ACORDOS COMERCIAIS

Acordo Mercosul-UE acende alerta entre produtores de leite no Brasil; entenda

Setor avalia que abertura comercial pode ampliar a concorrência e pressionar a renda do pequeno pecuarista

Por Cássia Carolina

Os produtores de leite brasileiros, especialmente os de menor escala, acompanham com apreensão os desdobramentos do acordo de livre comércio entre o Mercosul e a União Europeia, que deve ser assinado no Paraguai. A avaliação do setor é de que o tratado pode agravar um cenário já pressionado pelas importações de lácteos da Argentina e do Uruguai, que entram no Brasil com isenção tarifária.

Acordo Mercosul-UE acende alerta entre produtores de leite no Brasil; entenda

FOTO: Reprodução l Sociedade Nacional de Agricultura

Segundo reportagem do Globo Rural, o receio maior está nas cotas e nas reduções tarifárias previstas para produtos europeus, o que pode intensificar a concorrência no mercado interno e afetar diretamente a renda do pecuarista.

Abertura comercial preocupa a cadeia leiteira

O acordo prevê uma cota de 10 mil toneladas de leite em pó, escalonada ao longo de dez anos, com redução gradual da tarifa atual de 28% até zerar ao final do período. Para os queijos europeus, a cota será de 30 mil toneladas, além de 5 mil toneladas para fórmulas infantis.

Barreiras limitam acesso do leite brasileiro à UE

Apesar de não haver proibição formal, representantes do setor destacam que barreiras sanitárias e regulatórias impostas pela União Europeia dificultam, na prática, a entrada dos produtos brasileiros. Essa assimetria reforça a percepção de que o acordo pode favorecer mais os exportadores europeus do que os produtores de leite do Brasil.

Pequeno produtor é o mais vulnerável

Entidades do setor avaliam que o impacto tende a ser mais severo entre pequenos e médios produtores, que operam com custos elevados, pouca escala e menor capacidade de absorver oscilações de preço.

A produção nacional de leite está estimada em 26 bilhões de litros por ano, mas os custos de produção deixam os lácteos brasileiros até 20% menos competitivos em relação a países como Nova Zelândia, Argentina e Uruguai.

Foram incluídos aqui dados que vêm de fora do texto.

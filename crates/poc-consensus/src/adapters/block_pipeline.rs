//! Block pipeline adapter
//!
//! Records byzantine confirmations instead of forwarding them. Used by
//! observers and in tests.

use crate::domain::ResultMessage;
use crate::error::ConsensusResult;
use crate::ports::BlockPipeline;
use async_trait::async_trait;
use parking_lot::RwLock;
use shared_types::Hash;

/// One reported confirmation.
#[derive(Debug, Clone, PartialEq, Eq)]
pub struct ConfirmedBlock {
    pub height: u64,
    pub block_hash: Hash,
    pub proof: ResultMessage,
}

/// In-memory block pipeline
#[derive(Default)]
pub struct InMemoryBlockPipeline {
    confirmed: RwLock<Vec<ConfirmedBlock>>,
}

impl InMemoryBlockPipeline {
    pub fn new() -> Self {
        Self::default()
    }

    pub fn confirmed(&self) -> Vec<ConfirmedBlock> {
        self.confirmed.read().clone()
    }

    pub fn confirmed_count(&self) -> usize {
        self.confirmed.read().len()
    }
}

#[async_trait]
impl BlockPipeline for InMemoryBlockPipeline {
    async fn notify_byzantine_confirmed(
        &self,
        height: u64,
        block_hash: Hash,
        proof: &ResultMessage,
    ) -> ConsensusResult<()> {
        self.confirmed.write().push(ConfirmedBlock {
            height,
            block_hash,
            proof: proof.clone(),
        });
        Ok(())
    }
}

Preços pressionados e margens menores

A expectativa é de que a maior oferta de leite em pó e queijos importados pressione os preços no atacado, reduzindo ainda mais a margem do produtor, que já enfrenta valores considerados baixos na remuneração por litro.

Apesar das críticas, parte do setor enxerga o acordo como um fator adicional de pressão para acelerar mudanças estruturais na cadeia leiteira. Entre os pontos citados estão a redução de gargalos logísticos, a reorganização da produção e ganhos de eficiência para reduzir custos.

A avaliação é de que, sem ampliar a competitividade e a capacidade de exportação, o crescimento do setor fica limitado ao consumo interno, que não avança no mesmo ritmo do potencial produtivo.

Importações seguem relevantes no consumo interno

Em 2025, o Brasil exportou cerca de 37 mil toneladas de lácteos, enquanto as importações, mesmo com recuo de 6,1%, somaram 2,15 bilhões de litros em equivalente-leite, o que representa aproximadamente 8% do consumo interno.

Argentina e Uruguai seguem como os principais fornecedores, mas países europeus como França e Itália também mantêm presença constante no mercado brasileiro.

Avaliação final do setor

Para lideranças da cadeia, o acordo Mercosul-UE tende a ampliar a concorrência justamente nos produtos mais sensíveis para os produtores de leite, como leite em pó e queijos. Sem políticas de apoio, avanços em competitividade e equilíbrio na abertura comercial, o temor é que o pequeno pecuarista seja o elo mais fragilizado da cadeia produtiva.